Genre fantasy is probably a bit overlooked by the symposium too. This is understandable since it takes place in the context of comparing the current state to that in the boom year’s of British science fiction in the previous two decades. However, as Andrew M Butler notes ‘Thirteen Ways Of Looking At The British Boom’, the essay that provided the springboard for this symposium:

“It is asserted that there is currently a boom within British science fiction… The Boom is thought of mostly as a British Science Fiction Boom, and to limit it to this genre is clearly within the parameters of a journal named Science Fiction Studies. But there is also a parallel boom within fantasy and horror, as well as within children’s fiction.”

It strikes me that we have seen a British fantasy boom over the last decade but we lack the critical infrastructure to discuss this in the same way as we discussed the earlier British science fiction boom. So perhaps this symposium will act as a bit of a challenge in this respect. And I wonder if this boom will have a similar effect in shifting non-genre fantasy further from its comfort zone (say the magical realist, lightly supernatural end of the spectrum) in the same way non-genre SF has gradually expanded from dystopias and post-apocalyptic scenarios. After all, literary historical fiction is extremely popular and it is only short hop over the fence into epic fantasy. Yet a book like The Kingdom Of Fanes by Amanda Prantera (1995) which does this is extremely rare (the author notes, “Ignored by critics and readers alike, I stubbornly maintain this is the best thing I have ever done.”)
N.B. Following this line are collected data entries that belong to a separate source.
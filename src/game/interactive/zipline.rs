use glam::Vec3;

use super::ZiplineAnchor;
use crate::engine::physics::{ChannelMask, CollisionWorld, SurfaceId};
use crate::util::Rotator;

/// Half thickness of the generated pole boxes
const POLE_HALF_WIDTH: f32 = 10.0;

/// A cable strung between the tops of two poles
#[derive(Debug, Clone)]
pub struct Zipline {
    first_top: Vec3,
    second_top: Vec3,
    surfaces: Vec<SurfaceId>,
}

impl Zipline {
    /// Cable between two points with no collision geometry of its own
    pub fn new(first_top: Vec3, second_top: Vec3) -> Self {
        Self {
            first_top,
            second_top,
            surfaces: Vec::new(),
        }
    }

    /// Spawn two poles of the given heights into `world` and string a cable between them
    pub fn build(
        world: &mut CollisionWorld,
        first_base: Vec3,
        first_height: f32,
        second_base: Vec3,
        second_height: f32,
    ) -> Self {
        let mut surfaces = Vec::with_capacity(2);
        for (base, height) in [(first_base, first_height), (second_base, second_height)] {
            let half = Vec3::new(POLE_HALF_WIDTH, POLE_HALF_WIDTH, height * 0.5);
            surfaces.push(world.add_box(base + Vec3::Z * height * 0.5, half, ChannelMask::WORLD));
        }

        Self {
            first_top: first_base + Vec3::Z * first_height,
            second_top: second_base + Vec3::Z * second_height,
            surfaces,
        }
    }

    pub fn cable_length(&self) -> f32 {
        self.first_top.distance(self.second_top)
    }

    pub fn endpoints(&self) -> (Vec3, Vec3) {
        (self.first_top, self.second_top)
    }
}

impl ZiplineAnchor for Zipline {
    fn direction(&self) -> Vec3 {
        let cable = (self.second_top - self.first_top).normalize_or_zero();
        // Always ride downhill; a level cable runs back toward the first pole
        if Rotator::from_direction(cable).pitch >= 0.0 {
            -cable
        } else {
            cable
        }
    }

    fn attach_point(&self, from: Vec3) -> Vec3 {
        let cable = self.second_top - self.first_top;
        let len_sq = cable.length_squared();
        if len_sq <= f32::EPSILON {
            return self.first_top;
        }
        let t = ((from - self.first_top).dot(cable) / len_sq).clamp(0.0, 1.0);
        self.first_top + cable * t
    }

    fn owns_surface(&self, surface: SurfaceId) -> bool {
        self.surfaces.contains(&surface)
    }
}
// Game modules: characters, locomotion, interactive actors

pub mod characters;
pub mod interactive;
pub mod locomotion;
// Sliding
//
// Not a custom mode: the slide suspends the base mode so the host stops
// integrating, and the host drives it through `update_slide` every frame.

use glam::Vec3;
use log::debug;

use super::{LocomotionStateMachine, LocomotionTimer};
use crate::engine::physics::{CollisionChannel, CollisionProfile, CollisionQuery, KinematicBody, QueryFilter};
use crate::game::locomotion::events::LocomotionEvent;
use crate::game::locomotion::state::BaseMode;
use crate::util::math::UP;
use crate::util::Rotator;

#[derive(Debug, Clone, Copy, PartialEq, Default)]
pub struct SlideParameters {
    pub direction: Vec3,
    pub rotation: Rotator,
    /// How far the capsule was lowered
    pub height_adjustment: f32,
}

impl LocomotionStateMachine {
    pub fn slide_parameters(&self) -> Option<SlideParameters> {
        self.slide
    }

    /// Current slide speed, zero when not sliding
    pub fn slide_speed(&self) -> f32 {
        if self.flags.sliding {
            self.slide_ramp.value()
        } else {
            0.0
        }
    }

    pub fn start_slide(&mut self, body: &mut KinematicBody) -> bool {
        if !self.flags.sprinting || self.is_swimming() || self.flags.sliding || self.custom_mode().is_active() {
            debug!("Slide rejected");
            return false;
        }

        let start_speed = self.max_speed();
        self.stop_sprint();

        let forward = body.forward();
        let direction = Vec3::new(forward.x, forward.y, 0.0).normalize_or_zero();
        let capsule = body.capsule();
        let height_adjustment = capsule.half_height - self.config.slide.capsule_half_height;

        body.set_capsule_half_height(self.config.slide.capsule_half_height);
        body.set_location(body.location() - UP * height_adjustment);

        self.slide = Some(SlideParameters {
            direction,
            rotation: body.rotation(),
            height_adjustment,
        });
        self.flags.sliding = true;
        self.slide_ramp.play_from_start(start_speed, self.config.slide.max_speed);
        self.timers.schedule(LocomotionTimer::SlideTimeout, self.config.slide.max_time);
        self.set_base_mode(body, BaseMode::Suspended);

        debug!("Slide started at {}", start_speed);
        self.events.push(LocomotionEvent::SlideStarted);
        true
    }

    /// Advance an active slide. Sliding off a ledge ends it with a launch.
    pub fn update_slide(&mut self, body: &mut KinematicBody, world: &dyn CollisionQuery, dt: f32) {
        let Some(slide) = self.slide.filter(|_| self.flags.sliding) else {
            return;
        };

        let start = body.location() + slide.direction * self.config.slide.over_ledge_offset;
        let reach = body.default_capsule().half_height + self.config.slide.down_trace_length;
        let filter = QueryFilter::channel(CollisionChannel::Visibility).ignoring_pawns();

        if world.line_trace(start, start - UP * reach, &filter).is_none() {
            let velocity = slide.direction * self.slide_speed();
            self.end_slide(body, world, BaseMode::Airborne);
            body.launch(velocity);
            debug!("Slid off a ledge at {:?}", velocity);
            self.events.push(LocomotionEvent::Launched(velocity));
            return;
        }

        let speed = self.slide_ramp.tick(dt);
        body.move_by(world, slide.direction * speed * dt, slide.rotation, true);
    }

    /// End the slide, standing up if there is room and crouching otherwise
    pub fn stop_slide(&mut self, body: &mut KinematicBody, world: &dyn CollisionQuery) -> bool {
        self.end_slide(body, world, BaseMode::Grounded)
    }

    fn end_slide(&mut self, body: &mut KinematicBody, world: &dyn CollisionQuery, base_mode: BaseMode) -> bool {
        if !self.flags.sliding {
            return false;
        }

        self.flags.sliding = false;
        self.slide_ramp.stop();
        self.timers.cancel(LocomotionTimer::SlideTimeout);
        self.slide = None;

        let standing = body.default_capsule();
        let standing_center = body.location() + UP * (standing.half_height - body.capsule().half_height);
        let filter = CollisionProfile::IgnoreOnlyPawn.to_filter();
        let crouched = world.overlap_blocking(standing_center, standing.shape(), &filter);

        if crouched {
            body.crouch(self.config.character.crouched_half_height);
        } else {
            body.restore_default_capsule();
            body.set_location(standing_center);
        }
        self.set_base_mode(body, base_mode);

        debug!("Slide ended (crouched: {})", crouched);
        self.events.push(LocomotionEvent::SlideEnded { crouched });
        true
    }
}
The other ommission I acknowledge in my piece is the lack of coverage of children’s SF. I simply ran out of time and space but reading Maggot Moon by Sally Gardner (2013) immediate afterwards made me regret this more than usual. It is a brilliant novel, sharing something of the tone and setting of Jed Mercurio’s Ascent and making equally few consessions to the reader. It was also eligible but not submitted for the Arthur C Clarke Award the year it had an all male shortlist. The problems with the genre science fiction market for women over the last decade have been much remarked upon but what is interesting is that over the same period the literary and children’s markets offer a counterfactual in which high quality science fiction is regularly published by women. The pendulum is starting to swing back but it is an important reminder of th eneed to look beyond our doorstep.